Con el afán de mejorar habitacionalmente el barrio, el comité invitó a ediles montevideanos, Aparecieron Andrés Cultelli y Guillermo Chifflet. Ambos, entonces, del Partido Socialista. Debía ser fines de los ’50 o comienzos de los ’60.

Cultelli, orador nato, ofreció todo, o de todo. Chifflet, apenas si habló. Porque escuchaba. Y lo recuerdo, con su altura, caminando siempre por debajo del cordón, para aparearse en la conversación con quien fuera. Me hizo acordar de inmediato al protagonista de Miracolo a Milano. Y Guillermo no posaba, era.

Me crucé con él, años después, cuando él era el periodista de calle del semanario Marcha. Lugar y tarea especialísima en una publicación recargada de intelectuales y de escritorios.

Un día, estaba yo trabajando en la Sala de Correcciones del semanario y llega “nuestro hombre a la intemperie” preguntando inquisitivamente: ¿sabe alguien si en la fuga de Punta Carretas puede haber un manco? Dije que sí. Conocía a uno, de algunos proyectos que encaramos juntos antes que el amigo se hiciera tupamaro.

¡Ah!, exclamó, ¡entonces es posta! Y contó que a la madrugada, mientras el centenar largo de tupamaros (y acompañantes “comunes”) iban como brotando del buraco hecho en una habitación de la casa ocupada, lindera a la cárcel de Punta Carretas, puesto que los fugitivos debían completar el tramo final del túnel, verticalmente, la rutina era empujar desde abajo y alguien desde arriba tomaba una mano para el impulso final. Llega el turno de otro y nuevamente la rutina; – ¡vamos, la mano! y una voz casi inaudible: –No tengo. La respuesta impaciente del agotado levantador de cuerpos, –“vamos no jodas, son las 3, no damos más”. La voz insiste: –no tengo… Allí cae o caen en la cuenta los de la habitación: y entonces, a estirarse mucho más para valerse del muñón.

El rigor de Guillermo era tanto como para no repetir meramente la jocosa anécdota de momento tan dramático; era un verdadero periodista.

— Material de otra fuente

pub mod config;
pub mod error;
pub mod types;

pub use config::{Config, EngineConfig, KudosConfig, MatchConfig, ViralityConfig};
pub use error::BreakwireError;
pub use types::*;
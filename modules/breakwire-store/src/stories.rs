use chrono::{DateTime, Utc};
use sqlx::postgres::PgRow;
use sqlx::{FromRow, PgConnection, Row};
use uuid::Uuid;

use breakwire_common::{BreakwireError, EntitySet, Story, StoryStatus, ViralityTrend};

use crate::Store;

const STORY_COLUMNS: &str = "id, title, description, source_domain, category, submitter_id, \
     status, canonical_event_id, embedding, entities, virality_score, \
     peak_virality_score, trend, kudos_pool, kudos_distributed, created_at";

/// Raw row shape; JSONB columns decode into typed values in `into_story`.
#[derive(FromRow)]
pub(crate) struct StoryRow {
    id: Uuid,
    title: String,
    description: String,
    source_domain: Option<String>,
    category: Option<String>,
    submitter_id: Uuid,
    status: String,
    canonical_event_id: Option<Uuid>,
    embedding: Option<serde_json::Value>,
    entities: serde_json::Value,
    virality_score: f64,
    peak_virality_score: f64,
    trend: String,
    kudos_pool: i64,
    kudos_distributed: bool,
    created_at: DateTime<Utc>,
}

impl StoryRow {
    pub(crate) fn into_story(self) -> Story {
        Story {
            id: self.id,
            title: self.title,
            description: self.description,
            source_domain: self.source_domain,
            category: self.category,
            submitter_id: self.submitter_id,
            status: parse_status(&self.status),
            canonical_event_id: self.canonical_event_id,
            embedding: self
                .embedding
                .and_then(|v| serde_json::from_value(v).ok()),
            entities: serde_json::from_value(self.entities).unwrap_or_default(),
            virality_score: self.virality_score,
            peak_virality_score: self.peak_virality_score,
            trend: parse_trend(&self.trend),
            kudos_pool: self.kudos_pool,
            kudos_distributed: self.kudos_distributed,
            created_at: self.created_at,
        }
    }
}

pub(crate) fn parse_status(s: &str) -> StoryStatus {
    match s {
        "active" => StoryStatus::Active,
        "settled" => StoryStatus::Settled,
        "rejected" => StoryStatus::Rejected,
        _ => StoryStatus::Pending,
    }
}

pub(crate) fn parse_trend(s: &str) -> ViralityTrend {
    match s {
        "rising" => ViralityTrend::Rising,
        "declining" => ViralityTrend::Declining,
        _ => ViralityTrend::Stable,
    }
}

fn embedding_json(embedding: &Option<Vec<f32>>) -> Option<serde_json::Value> {
    embedding.as_ref().map(|e| serde_json::json!(e))
}

fn entities_json(entities: &EntitySet) -> serde_json::Value {
    serde_json::to_value(entities).unwrap_or_else(|_| serde_json::json!({}))
}

fn db_err(e: sqlx::Error) -> BreakwireError {
    BreakwireError::Database(e.to_string())
}

impl Store {
    pub async fn insert_story(&self, story: &Story) -> Result<(), BreakwireError> {
        sqlx::query(
            r#"
            INSERT INTO stories (id, title, description, source_domain, category,
                submitter_id, status, canonical_event_id, embedding, entities,
                virality_score, peak_virality_score, trend, kudos_pool,
                kudos_distributed, created_at)
            VALUES ($1, $2, $3, $4, $5, $6, $7, $8, $9, $10, $11, $12, $13, $14, $15, $16)
            "#,
        )
        .bind(story.id)
        .bind(&story.title)
        .bind(&story.description)
        .bind(&story.source_domain)
        .bind(&story.category)
        .bind(story.submitter_id)
        .bind(story.status.to_string())
        .bind(story.canonical_event_id)
        .bind(embedding_json(&story.embedding))
        .bind(entities_json(&story.entities))
        .bind(story.virality_score)
        .bind(story.peak_virality_score)
        .bind(story.trend.to_string())
        .bind(story.kudos_pool)
        .bind(story.kudos_distributed)
        .bind(story.created_at)
        .execute(&self.pool)
        .await
        .map_err(db_err)?;
        Ok(())
    }

    pub async fn story_by_id(&self, id: Uuid) -> Result<Story, BreakwireError> {
        let row = sqlx::query_as::<_, StoryRow>(&format!(
            "SELECT {STORY_COLUMNS} FROM stories WHERE id = $1"
        ))
        .bind(id)
        .fetch_optional(&self.pool)
        .await
        .map_err(db_err)?;

        row.map(StoryRow::into_story)
            .ok_or_else(|| BreakwireError::not_found("story", id))
    }

    /// Bounded candidate set for the match scorer: active/pending stories
    /// carrying an embedding, most recent first.
    pub async fn match_candidates(&self, limit: i64) -> Result<Vec<Story>, BreakwireError> {
        let rows = sqlx::query_as::<_, StoryRow>(&format!(
            "SELECT {STORY_COLUMNS} FROM stories
             WHERE status IN ('pending', 'active') AND embedding IS NOT NULL
             ORDER BY created_at DESC
             LIMIT $1"
        ))
        .bind(limit)
        .fetch_all(&self.pool)
        .await
        .map_err(db_err)?;
        Ok(rows.into_iter().map(StoryRow::into_story).collect())
    }

    pub async fn active_stories(&self) -> Result<Vec<Story>, BreakwireError> {
        let rows = sqlx::query_as::<_, StoryRow>(&format!(
            "SELECT {STORY_COLUMNS} FROM stories WHERE status = 'active'"
        ))
        .fetch_all(&self.pool)
        .await
        .map_err(db_err)?;
        Ok(rows.into_iter().map(StoryRow::into_story).collect())
    }

    /// Active stories that have not yet paid out, for the settlement sweep.
    pub async fn settlement_candidates(&self) -> Result<Vec<Story>, BreakwireError> {
        let rows = sqlx::query_as::<_, StoryRow>(&format!(
            "SELECT {STORY_COLUMNS} FROM stories
             WHERE status = 'active' AND kudos_distributed = FALSE"
        ))
        .fetch_all(&self.pool)
        .await
        .map_err(db_err)?;
        Ok(rows.into_iter().map(StoryRow::into_story).collect())
    }

    /// Move a story through its lifecycle. Disallowed transitions are
    /// rejected here, not at call sites.
    pub async fn transition_status(
        &self,
        id: Uuid,
        next: StoryStatus,
    ) -> Result<(), BreakwireError> {
        let mut tx = self.pool.begin().await.map_err(db_err)?;
        let current: Option<String> =
            sqlx::query_scalar("SELECT status FROM stories WHERE id = $1 FOR UPDATE")
                .bind(id)
                .fetch_optional(&mut *tx)
                .await
                .map_err(db_err)?;

        let current = current.ok_or_else(|| BreakwireError::not_found("story", id))?;
        let from = parse_status(&current);
        if !from.can_transition_to(next) {
            return Err(BreakwireError::IllegalTransition {
                from: from.to_string(),
                to: next.to_string(),
            });
        }

        sqlx::query("UPDATE stories SET status = $2 WHERE id = $1")
            .bind(id)
            .bind(next.to_string())
            .execute(&mut *tx)
            .await
            .map_err(db_err)?;
        tx.commit().await.map_err(db_err)?;
        Ok(())
    }

    /// Write back a virality tick: current score, trend, and peak. The
    /// peak only ever ratchets upward, even if two sweeps overlap.
    pub async fn update_virality(
        &self,
        id: Uuid,
        score: f64,
        trend: ViralityTrend,
        peak: f64,
    ) -> Result<(), BreakwireError> {
        let result = sqlx::query(
            "UPDATE stories
             SET virality_score = $2, trend = $3,
                 peak_virality_score = GREATEST(peak_virality_score, $4)
             WHERE id = $1",
        )
        .bind(id)
        .bind(score)
        .bind(trend.to_string())
        .bind(peak)
        .execute(&self.pool)
        .await
        .map_err(db_err)?;

        if result.rows_affected() == 0 {
            return Err(BreakwireError::not_found("story", id));
        }
        Ok(())
    }

    pub async fn set_canonical_event(
        &self,
        story_id: Uuid,
        event_id: Uuid,
    ) -> Result<(), BreakwireError> {
        sqlx::query("UPDATE stories SET canonical_event_id = $2 WHERE id = $1")
            .bind(story_id)
            .bind(event_id)
            .execute(&self.pool)
            .await
            .map_err(db_err)?;
        Ok(())
    }

    /// Row-lock a story for settlement. Concurrent settlement attempts on
    /// the same story serialize here; the loser observes the settled flag.
    pub async fn lock_story_for_settlement(
        &self,
        conn: &mut PgConnection,
        id: Uuid,
    ) -> Result<Story, BreakwireError> {
        let row = sqlx::query(&format!(
            "SELECT {STORY_COLUMNS} FROM stories WHERE id = $1 FOR UPDATE"
        ))
        .bind(id)
        .fetch_optional(&mut *conn)
        .await
        .map_err(db_err)?;

        let row: PgRow = row.ok_or_else(|| BreakwireError::not_found("story", id))?;
        let story = StoryRow::from_row(&row).map_err(db_err)?;
        Ok(story.into_story())
    }

    /// Final settlement write: flag, pool total, lifecycle move to settled.
    /// Runs inside the settlement transaction that locked the row.
    pub async fn mark_settled(
        &self,
        conn: &mut PgConnection,
        id: Uuid,
        kudos_pool: i64,
    ) -> Result<(), BreakwireError> {
        sqlx::query(
            "UPDATE stories
             SET kudos_distributed = TRUE, kudos_pool = $2, status = 'settled'
             WHERE id = $1",
        )
        .bind(id)
        .bind(kudos_pool)
        .execute(&mut *conn)
        .await
        .map_err(db_err)?;
        Ok(())
    }
}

En 1973, me tocó estar a su lado cuando el Ejército, la Aviación y la Policía se insubordinan gestando así lo que sería el golpe de estado de febrero, tan escamoteado. La parte del plantel de Marcha que estaba en la imprenta (“33”) quedó, quedamos, en territorio controlado por la Marina.  Y Marcha, el 99% de Marcha, se distribuía en el territorio controlado por militares y policías.

Julio Castro organizó el traslado, coordinó el flete para levantar la edición de la imprenta y pasarla “al otro lado”. Había tensión, no había violencia y hasta algún marino nos pidió un ejemplar… No individualizo a otros, pero sí a Guillermo y a mí mismo, acarreando los paquetes para mudarlos del camión del lado marino al camión del lado militar… Fajina dura para veteranos…

Como no pertenecimos jamás a la misma organización, nuestros encuentros eran propiamente sociales, no políticos. Era venir de una manifestación multitudinaria e intercambiar pareceres, impresiones; era compartir, por ejemplo, una torta frita de calle, tamaño baño. Sé que cuando me decidí por el 2000 a editar una revista (futuros, con la ese bien puesta) dedicada a reflexionar, siempre desde la calle, me apresuré a presentársela a Guillermo. Yo estaba entonces viviendo en Buenos Aires y con cada edición, cruzaba con ejemplares para distribuir en Montevideo, y él ya me había señalado cómo hacerle la entrega. Nunca me hizo un comentario. Éramos de palos distintos.

En alguna visita al país, antes de volver a vivir aquí, me enteré que con una fractura ósea y su estatura, había quedado inmovilizado. Y que ya no podían vivir juntos con su compañera de la manera extraordinaria en que los había conocido.

Hice visitas a su nuevo sitio, domicilio. Pero Guillermo era otro. Su mutismo era ensordecedor. Estaba lúcido, como se advertía en sus muy cortas intervenciones u observaciones.

Lo vi hace unos meses, a fines de 2019. Me despidió después de un largo silencio con una casi reconvención: “–No te pierdas”. Porque efectivamente, iba muy, pero muy espaciadamente. No vivo en Montevideo; pensaba volver en marzo, pero la pandemia fue cambiando todos los planes de mis viajes.

Y ahora, en mayo, sin haberlo visitado como le había prometido, me entero de su muerte. Y saludo con enorme congoja a Julia Amoretti, a quien apenas conociera. Menos que a Guillermo.